Input: A superior fractal function and the plain image P of size M × N

1. Obtain three sets of initial values (x, y) by iterating superior fractal function three times for different values of s (i.e., s = 0.3, 0.5 and 0.7) using Equations (7) and (8).

2. Generate three chaotic key sequences CS1, CS2 and CS3 using 2D-STCM (Equations (3) and (4)) for all three sets of initial values mentioned in step (1).

3. for i = 1 to 3 do

4. Apply CCPS discussed in Section 2.3 to shuffle the plain image P using the chaotic key sequence CSi.

5. Execute complex XOR operation discussed in Section 2.4 to diffuse the shuffled image using chaotic key sequence CSi.

6. End For

Output: An encrypted image (C)

The flowchart in Figure 4 depicts the proposed cryptosystem with the various schemes used in the encryption process.

3.1. Key Sequence Generation

The encryption/decryption key of the proposed method is generated by using a new 2D-STCM function by inputting the initial values derived from the superior fractal set. A fractal function works on a feedback system in which an output becomes input to the function on each iteration. While iterating the function, gradually it converges to a fixed point. The initial values used in 2D-STCM is nothing but the obtained fixed point after iterating the given function for certain times.

$$z_{i+1}=s\times f\left(z_i\right)+\left(1-s\right)\times z_i$$

(7)

where

$$f\left(z\right)=\sin \left(z^n\right)+c$$

(8)

z and c both are complex numbers and n is a real number. A s is a control parameter, ranges 0 < s < 1 and convergent to a non-zero number.

The above Mandelbrot fractal equation with sine function was used to create beautiful fractal images as well as analyzed in the paper [42] to calculate its convergence rate. The sample fractal images have been shown in Figure 1. The analysis results showed that for a value of parameter c, it converges very fast, hence suitable to fasten the key generation speed with much complexity. The paper uses three different values of control parameter s to generate three sets of initial values. For each s, fractal function will converge to a fixed point for different number of iterations. The implementation results depict that the function converges rapidly as s increases, consequently, less time is required to generate initial values. For example, obtained set of initial values are I1 = {0.1880586, 0.0352573, 0.3, 256, 256}, I2 = {0.1899738, 0.0367336, 0.5, 256, 256} and I3 = {0.1908194, 0.0374243, 0.7, 256, 256} which were obtained after 165, 88, 58 number of iterations respectively.

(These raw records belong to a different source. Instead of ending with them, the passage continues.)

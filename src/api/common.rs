//! Common API utilities and shared types
//!
//! List endpoints take repeatable query parameters, which the plain
//! `Query` extractor cannot collect, so the raw query string is parsed here.

use axum::extract::{FromRequest, RawQuery};
use serde::Deserialize;

use crate::api::middleware::{ApiError, ApiVersion, AppState};
use crate::api::responses::LinkBuilder;
use crate::config::ApiConfig;
use crate::search::SearchRequest;
use crate::services::ServiceErrorCode;

/// Path of a single resource; the version segment is handled by middleware
#[derive(Debug, Deserialize)]
pub struct IdPath {
    pub id: i64,
}

/// JSON request body; malformed or incomplete bodies are rejected with a
/// validation error in the usual error envelope
#[derive(Debug, FromRequest)]
#[from_request(via(axum::Json), rejection(ApiError))]
pub struct Payload<T>(pub T);

/// Link builder for the API version of the current request
pub fn link_builder(state: &AppState, version: ApiVersion) -> LinkBuilder {
    LinkBuilder::new(&state.config.server.public_url, version.0)
}

/// Default page number (1-indexed)
pub fn default_page() -> u32 {
    1
}

/// Build a `SearchRequest` from the raw query string
///
/// Recognised parameters:
/// - `page` (default 1)
/// - `pageSize` (default from config)
/// - `sortByAndOrder`, repeatable, each value may also hold a comma-separated list
/// - `searchCriteria`, repeatable
///
/// # Errors
/// `ValidationFailed` when `page` or `pageSize` is not a number or is out of range.
pub fn parse_search_request(
    RawQuery(query): RawQuery,
    api: &ApiConfig,
) -> Result<SearchRequest, ApiError> {
    let mut request = SearchRequest {
        page: default_page(),
        page_size: api.default_page_size,
        ..Default::default()
    };
    let mut problems = Vec::new();

    for (key, value) in query.as_deref().map(parse_pairs).unwrap_or_default() {
        match key.as_str() {
            "page" => match value.trim().parse::<u32>() {
                Ok(page) => request.page = page,
                Err(_) => problems.push(field_problem("page", "must be a positive integer")),
            },
            "pageSize" => match value.trim().parse::<u32>() {
                Ok(size) => request.page_size = size,
                Err(_) => problems.push(field_problem("pageSize", "must be a positive integer")),
            },
            "sortByAndOrder" => request.sort_by_and_order.extend(
                value
                    .split(',')
                    .map(str::trim)
                    .filter(|s| !s.is_empty())
                    .map(String::from),
            ),
            "searchCriteria" if !value.trim().is_empty() => {
                request.search_criteria.push(value.trim().to_string())
            }
            _ => {}
        }
    }

    if problems.is_empty() {
        if request.page < 1 {
            problems.push(field_problem("page", "must be at least 1"));
        }
        if request.page_size < 1 || request.page_size > api.max_page_size {
            problems.push(field_problem(
                "pageSize",
                &format!("must be between 1 and {}", api.max_page_size),
            ));
        }
    }

    if problems.is_empty() {
        Ok(request)
    } else {
        Err(ApiError::with_details(
            ServiceErrorCode::Validation,
            "Validation failed: invalid paging parameters",
            serde_json::Value::Array(problems),
        ))
    }
}

fn field_problem(field: &str, message: &str) -> serde_json::Value {
    serde_json::json!({ "field": field, "message": message })
}

/// Split `a=1&b=2` into decoded key/value pairs; `+` counts as a space
fn parse_pairs(query: &str) -> Vec<(String, String)> {
    query
        .split('&')
        .filter(|pair| !pair.is_empty())
        .map(|pair| {
            let (key, value) = pair.split_once('=').unwrap_or((pair, ""));
            (decode(key), decode(value))
        })
        .collect()
}

fn decode(raw: &str) -> String {
    let spaced = raw.replace('+', " ");
    urlencoding::decode(&spaced)
        .map(|s| s.into_owned())
        .unwrap_or(spaced)
}

#[cfg(test)]
mod tests {
    use super::*;

    fn api() -> ApiConfig {
        ApiConfig::default()
    }

    fn parse(query: &str) -> Result<SearchRequest, ApiError> {
        parse_search_request(RawQuery(Some(query.to_string())), &api())
    }

    #[test]
    fn test_defaults() {
        let request = parse_search_request(RawQuery(None), &api()).unwrap();
        assert_eq!(request.page, 1);
        assert_eq!(request.page_size, 5);
        assert!(request.sort_by_and_order.is_empty());
        assert!(request.search_criteria.is_empty());
    }

    #[test]
    fn test_repeated_and_encoded_parameters() {
        let request = parse(
            "page=2&pageSize=10&sortByAndOrder=title:ASC&sortByAndOrder=createdDate:desc\
             &searchCriteria=title%3Alike%3AJava+news&searchCriteria=author:EQ:Gosling",
        )
        .unwrap();

        assert_eq!(request.page, 2);
        assert_eq!(request.page_size, 10);
        assert_eq!(request.sort_by_and_order, vec!["title:ASC", "createdDate:desc"]);
        assert_eq!(
            request.search_criteria,
            vec!["title:like:Java news", "author:EQ:Gosling"]
        );
    }

    #[test]
    fn test_comma_separated_sort() {
        let request = parse("sortByAndOrder=title:ASC,%20id:DESC").unwrap();
        assert_eq!(request.sort_by_and_order, vec!["title:ASC", "id:DESC"]);
    }

    #[test]
    fn test_out_of_range_paging_is_rejected() {
        for query in ["page=0", "pageSize=0", "pageSize=101", "page=abc", "pageSize=-3"] {
            let err = parse(query).unwrap_err();
            assert_eq!(err.error.code, "000013", "query {query}");
        }
        assert!(parse("pageSize=100").is_ok());
    }
}
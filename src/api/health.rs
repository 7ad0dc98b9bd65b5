//! Health check endpoint
//!
//! - GET /health - 200 when the database answers, 503 otherwise

use axum::{
    extract::State,
    http::StatusCode,
    response::{IntoResponse, Response},
    Json,
};
use serde_json::json;

use crate::api::middleware::AppState;

/// GET /health
pub async fn health(State(state): State<AppState>) -> Response {
    match state.db.ping().await {
        Ok(()) => Json(json!({ "status": "ok" })).into_response(),
        Err(e) => {
            tracing::warn!("Health check failed: {:#}", e);
            (
                StatusCode::SERVICE_UNAVAILABLE,
                Json(json!({ "status": "unavailable" })),
            )
                .into_response()
        }
    }
}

The set of initial values (x, y, s, M, N) passes to the 2D-STCM for generating a chaotic key sequence. As a result, three chaotic key sequence for each set of initial values will be generated by the chaotic map. A sample matrix of 4 × 4 is shown in the Figure 5 as follows.

3.2. Encrypting the Plain Image

An encryption algorithm with confusion property achieved through changing the pixel positions in the image. In the paper, image shuffling is achieved by applying a chaotic circular pixel shuffling method (CCPS). The image pixel shuffling helps to reduce the correlation between the adjacent pixels within the image. An Algorithm 1 explained the process in detail and a sample output of shuffled image was also given in Figure 3.

The final step of converting a plain image into a cipher image is the execution of a complex XOR operation to change the pixel values of shuffled plain image. The process of changing pixel values is known as diffusion, which could resist the chosen-plaintext attack. A detailed XOR operation execution has already been discussed in Algorithm 2.

For an ideal security performance of the proposed scheme, the image shuffling process and the image diffusion process have repeated three times using different chaotic key sequence CS1, CS2 and CS3. The result of each operation in a sample matrix of size 4 × 4 is shown in Figure 6.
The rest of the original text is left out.